SOURCE DATA:

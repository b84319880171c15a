//! Dune Analytics client
//!
//! Read-only boundary to the external analytical query service. The
//! refresher only ever fetches the latest stored result for a fixed query
//! identifier; it never triggers executions. The call is treated as slow
//! and failure-prone: any HTTP error, malformed payload, or empty result
//! set aborts the run before anything is promoted.

use serde::Deserialize;
use serde_json::{Map, Value};
use tracing::info;

use crate::config::DuneConfig;
use crate::error::{RefreshError, RefreshResult};

/// The latest tabular result of an analytics query
#[derive(Debug, Clone)]
pub struct FetchedTable {
    /// Column names in service-reported order
    pub columns: Vec<String>,
    pub rows: Vec<Map<String, Value>>,
}

impl FetchedTable {
    fn from_envelope(query_id: u64, envelope: ResultsEnvelope) -> RefreshResult<Self> {
        if envelope.result.rows.is_empty() {
            // Never silently publish zero rows over previously-populated data.
            return Err(RefreshError::ExternalFetch(format!(
                "query {} returned an empty result set",
                query_id
            )));
        }
        Ok(Self {
            columns: envelope.result.metadata.column_names,
            rows: envelope.result.rows,
        })
    }
}

#[derive(Debug, Deserialize)]
struct ResultsEnvelope {
    result: ResultsBody,
}

#[derive(Debug, Deserialize)]
struct ResultsBody {
    rows: Vec<Map<String, Value>>,
    metadata: ResultsMetadata,
}

#[derive(Debug, Deserialize)]
struct ResultsMetadata {
    column_names: Vec<String>,
}

/// HTTP client for the Dune results API
pub struct DuneClient {
    http: reqwest::Client,
    api_key: String,
    base_url: String,
}

impl DuneClient {
    pub fn new(config: &DuneConfig) -> RefreshResult<Self> {
        let http = reqwest::Client::builder()
            .timeout(config.request_timeout)
            .build()
            .map_err(|e| {
                RefreshError::ExternalFetch(format!("failed to build HTTP client: {}", e))
            })?;
        Ok(Self {
            http,
            api_key: config.api_key.clone(),
            base_url: config.base_url.trim_end_matches('/').to_string(),
        })
    }

    /// Fetch the latest stored result set for a query.
    pub async fn latest_result(&self, query_id: u64) -> RefreshResult<FetchedTable> {
        let url = format!("{}/api/v1/query/{}/results", self.base_url, query_id);
        info!(query_id, "fetching latest results from Dune");

        let response = self
            .http
            .get(&url)
            .header("X-Dune-API-Key", &self.api_key)
            .send()
            .await?;

        let status = response.status();
        if !status.is_success() {
            return Err(RefreshError::ExternalFetch(format!(
                "query {} returned HTTP {}",
                query_id, status
            )));
        }

        let envelope: ResultsEnvelope = response.json().await?;
        let table = FetchedTable::from_envelope(query_id, envelope)?;
        info!(
            query_id,
            rows = table.rows.len(),
            "retrieved analytics query results"
        );
        Ok(table)
    }
}

#[cfg(test)]
mod tests {
    use super::*;
    use pretty_assertions::assert_eq;

    fn envelope(json: &str) -> ResultsEnvelope {
        serde_json::from_str(json).unwrap()
    }

    #[test]
    fn test_envelope_deserialization() {
        let envelope = envelope(
            r#"{
                "result": {
                    "rows": [
                        {"tx_timestamp": "2024-10-01 12:00:00", "gmv": 150.5, "role": "grantee"}
                    ],
                    "metadata": {"column_names": ["tx_timestamp", "gmv", "role"]}
                }
            }"#,
        );
        let table = FetchedTable::from_envelope(4_118_421, envelope).unwrap();
        assert_eq!(table.columns, vec!["tx_timestamp", "gmv", "role"]);
        assert_eq!(table.rows.len(), 1);
        assert_eq!(table.rows[0]["role"], Value::String("grantee".to_string()));
    }

    #[test]
    fn test_empty_result_set_is_fatal() {
        let envelope = envelope(
            r#"{"result": {"rows": [], "metadata": {"column_names": ["a"]}}}"#,
        );
        let err = FetchedTable::from_envelope(4_118_421, envelope).unwrap_err();
        assert!(matches!(err, RefreshError::ExternalFetch(_)));
    }
}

TASK TO COMPLETE: Reproduce every line from the listing above that holds the word "RefreshResult".

FINISHED TASK:
use crate::error::{RefreshError, RefreshResult};
    fn from_envelope(query_id: u64, envelope: ResultsEnvelope) -> RefreshResult<Self> {
    pub fn new(config: &DuneConfig) -> RefreshResult<Self> {
    pub async fn latest_result(&self, query_id: u64) -> RefreshResult<FetchedTable> {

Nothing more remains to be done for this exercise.